Total mail volume in 2006 was 231 million pieces, dropping to just 101 Million in 2025. That's just 43.7% of the volume we had twenty years ago.
Corey says that despite that, revenue is up, from $72.8 billion in 2006 to $80.5 billion in 2025. That's true, but comparing those two numbers directly does not account for two decades of inflation. Revenue of $72.8 billion in 2006 would be equivalent to about $117.7 billion in 2025 if USPS was making the same today. That reduction, from 117.7 billion to 80.5 billion is a 31.6% reduction in revenue.
What this means is that 2025 USPS made 68.4% of the revenue it did in 2006, with just 43.7% of the volume. That fact might be obvious, but the conclusion is apparent to anyone who has worked for the postal service for the past two decades: lower profit margin/lower volume products like parcels have soared while higher profit margin/higher volume products like 1st and 2nd class mail have plummeted. We are not making "more money" than we did in 2006.

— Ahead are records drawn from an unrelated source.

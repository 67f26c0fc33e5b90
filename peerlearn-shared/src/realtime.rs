/// In-process realtime fan-out
///
/// Every event is sent once on a single `tokio::sync::broadcast` channel and
/// carries the ID of the user it is meant for. Each subscriber filters the
/// channel down to its own user. A subscriber that falls more than
/// [`DEFAULT_CAPACITY`] events behind skips what it missed and carries on;
/// clients reconcile by re-fetching lists.
///
/// # Example
///
/// ```
/// use futures::StreamExt;
/// use peerlearn_shared::realtime::{RealtimeHub, RealtimePayload};
/// use uuid::Uuid;
///
/// # async fn example() {
/// let hub = RealtimeHub::new();
/// let user = Uuid::new_v4();
/// let mut stream = Box::pin(hub.stream_for(user));
///
/// hub.publish(user, RealtimePayload::UnreadCount { unread: 3 });
/// assert!(matches!(stream.next().await, Some(RealtimePayload::UnreadCount { unread: 3 })));
/// # }
/// ```

use futures::stream::{Stream, StreamExt};
use serde::{Deserialize, Serialize};
use tokio::sync::broadcast;
use tokio_stream::wrappers::{errors::BroadcastStreamRecvError, BroadcastStream};
use tracing::{debug, warn};
use uuid::Uuid;

use crate::models::chat::ChatMessage;
use crate::models::notification::Notification;

/// Buffered events per subscriber before it starts lagging
pub const DEFAULT_CAPACITY: usize = 1024;

/// Event body as delivered to clients
#[derive(Debug, Clone, Serialize, Deserialize)]
#[serde(tag = "type", content = "data", rename_all = "snake_case")]
pub enum RealtimePayload {
    Notification(Notification),
    ChatMessage(ChatMessage),
    UnreadCount { unread: i64 },
}

impl RealtimePayload {
    /// SSE event name
    pub fn event_name(&self) -> &'static str {
        match self {
            RealtimePayload::Notification(_) => "notification",
            RealtimePayload::ChatMessage(_) => "chat_message",
            RealtimePayload::UnreadCount { .. } => "unread_count",
        }
    }
}

/// Event addressed to one user
#[derive(Debug, Clone)]
pub struct RealtimeEvent {
    pub recipient_id: Uuid,
    pub payload: RealtimePayload,
}

/// Cloneable handle to the broadcast channel
#[derive(Debug, Clone)]
pub struct RealtimeHub {
    sender: broadcast::Sender<RealtimeEvent>,
}

impl RealtimeHub {
    pub fn new() -> Self {
        Self::with_capacity(DEFAULT_CAPACITY)
    }

    pub fn with_capacity(capacity: usize) -> Self {
        let (sender, _) = broadcast::channel(capacity);
        Self { sender }
    }

    /// Publishes an event; returns how many subscribers saw it
    ///
    /// Having no subscribers is normal (nobody online) and not an error.
    pub fn publish(&self, recipient_id: Uuid, payload: RealtimePayload) -> usize {
        let kind = payload.event_name();
        match self.sender.send(RealtimeEvent {
            recipient_id,
            payload,
        }) {
            Ok(n) => {
                debug!(recipient = %recipient_id, kind, subscribers = n, "Published realtime event");
                n
            }
            Err(_) => 0,
        }
    }

    pub fn subscriber_count(&self) -> usize {
        self.sender.receiver_count()
    }

    /// Stream of `user_id`'s events, in publish order
    ///
    /// Ends when every hub handle is dropped.
    pub fn stream_for(&self, user_id: Uuid) -> impl Stream<Item = RealtimePayload> + Send + 'static {
        BroadcastStream::new(self.sender.subscribe()).filter_map(move |item| async move {
            match item {
                Ok(event) if event.recipient_id == user_id => Some(event.payload),
                Ok(_) => None,
                Err(BroadcastStreamRecvError::Lagged(skipped)) => {
                    warn!(user_id = %user_id, skipped, "Realtime subscriber lagged");
                    None
                }
            }
        })
    }
}

impl Default for RealtimeHub {
    fn default() -> Self {
        Self::new()
    }
}

#[cfg(test)]
mod tests {
    use super::*;
    use std::pin::Pin;
    use std::time::Duration;

    async fn next<S>(stream: &mut Pin<Box<S>>) -> Option<RealtimePayload>
    where
        S: Stream<Item = RealtimePayload>,
    {
        tokio::time::timeout(Duration::from_secs(1), stream.next())
            .await
            .expect("event within a second")
    }

    #[tokio::test]
    async fn test_events_are_filtered_by_recipient() {
        let hub = RealtimeHub::new();
        let alice = Uuid::new_v4();
        let bob = Uuid::new_v4();

        let mut alice_events = Box::pin(hub.stream_for(alice));
        let mut bob_events = Box::pin(hub.stream_for(bob));

        hub.publish(bob, RealtimePayload::UnreadCount { unread: 1 });
        hub.publish(alice, RealtimePayload::UnreadCount { unread: 2 });

        assert!(matches!(
            next(&mut alice_events).await,
            Some(RealtimePayload::UnreadCount { unread: 2 })
        ));
        assert!(matches!(
            next(&mut bob_events).await,
            Some(RealtimePayload::UnreadCount { unread: 1 })
        ));
    }

    #[tokio::test]
    async fn test_publish_without_subscribers() {
        let hub = RealtimeHub::new();
        assert_eq!(hub.publish(Uuid::new_v4(), RealtimePayload::UnreadCount { unread: 0 }), 0);
    }

    #[tokio::test]
    async fn test_lagged_subscriber_skips_ahead() {
        let hub = RealtimeHub::with_capacity(2);
        let user = Uuid::new_v4();
        let mut events = Box::pin(hub.stream_for(user));

        for unread in 0..5 {
            hub.publish(user, RealtimePayload::UnreadCount { unread });
        }

        // The two most recent events survive.
        assert!(matches!(
            next(&mut events).await,
            Some(RealtimePayload::UnreadCount { unread: 3 })
        ));
        assert!(matches!(
            next(&mut events).await,
            Some(RealtimePayload::UnreadCount { unread: 4 })
        ));
    }

    #[tokio::test]
    async fn test_stream_preserves_order() {
        let hub = RealtimeHub::new();
        let user = Uuid::new_v4();
        let mut stream = Box::pin(hub.stream_for(user));

        hub.publish(Uuid::new_v4(), RealtimePayload::UnreadCount { unread: 99 });
        hub.publish(user, RealtimePayload::UnreadCount { unread: 1 });
        hub.publish(user, RealtimePayload::UnreadCount { unread: 2 });

        let first = next(&mut stream).await;
        let second = next(&mut stream).await;
        assert!(matches!(first, Some(RealtimePayload::UnreadCount { unread: 1 })));
        assert!(matches!(second, Some(RealtimePayload::UnreadCount { unread: 2 })));
    }

    #[test]
    fn test_payload_serialization() {
        let json = serde_json::to_value(RealtimePayload::UnreadCount { unread: 4 }).unwrap();
        assert_eq!(json["type"], "unread_count");
        assert_eq!(json["data"]["unread"], 4);
    }
}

USPS makes larger margins on its products than ever before, but also has bigger losses than ever before.
Now just me making conjectures: It's no wonder, then, that the service has been prioritizing cutting labor costs everywhere it can right now, because there really isn't any more money to make on the products and services, at least not without radical legislative changes allowing USPS to do so.
The concept of our United States Postal System relies on an economy of scale: the system historically has been cheap and universal because everyone used it, which allowed for small margins on extremely high volume products. The reality is that fewer and fewer people use us each year, and that dependency on scale can't be fixed by laying off employees, or even just doubling the price of postage.
It's like if you ran a restaurant, that everyone said they loved, and you made great margins on every dish you served. But the problem is that no one is coming in for dinner. No matter how much they love you, how cheap you source your ingredients, you will not stay open if you can't fundamentally figure out how to get people to come in and order a meal.
I'm very concerned for what comes of this next contract, especially in the way of job protection. For many years the old-timers in my office have dismissed the financial woes because "we've been going out of business for decades." But right now USPS really is speed running into insolvency.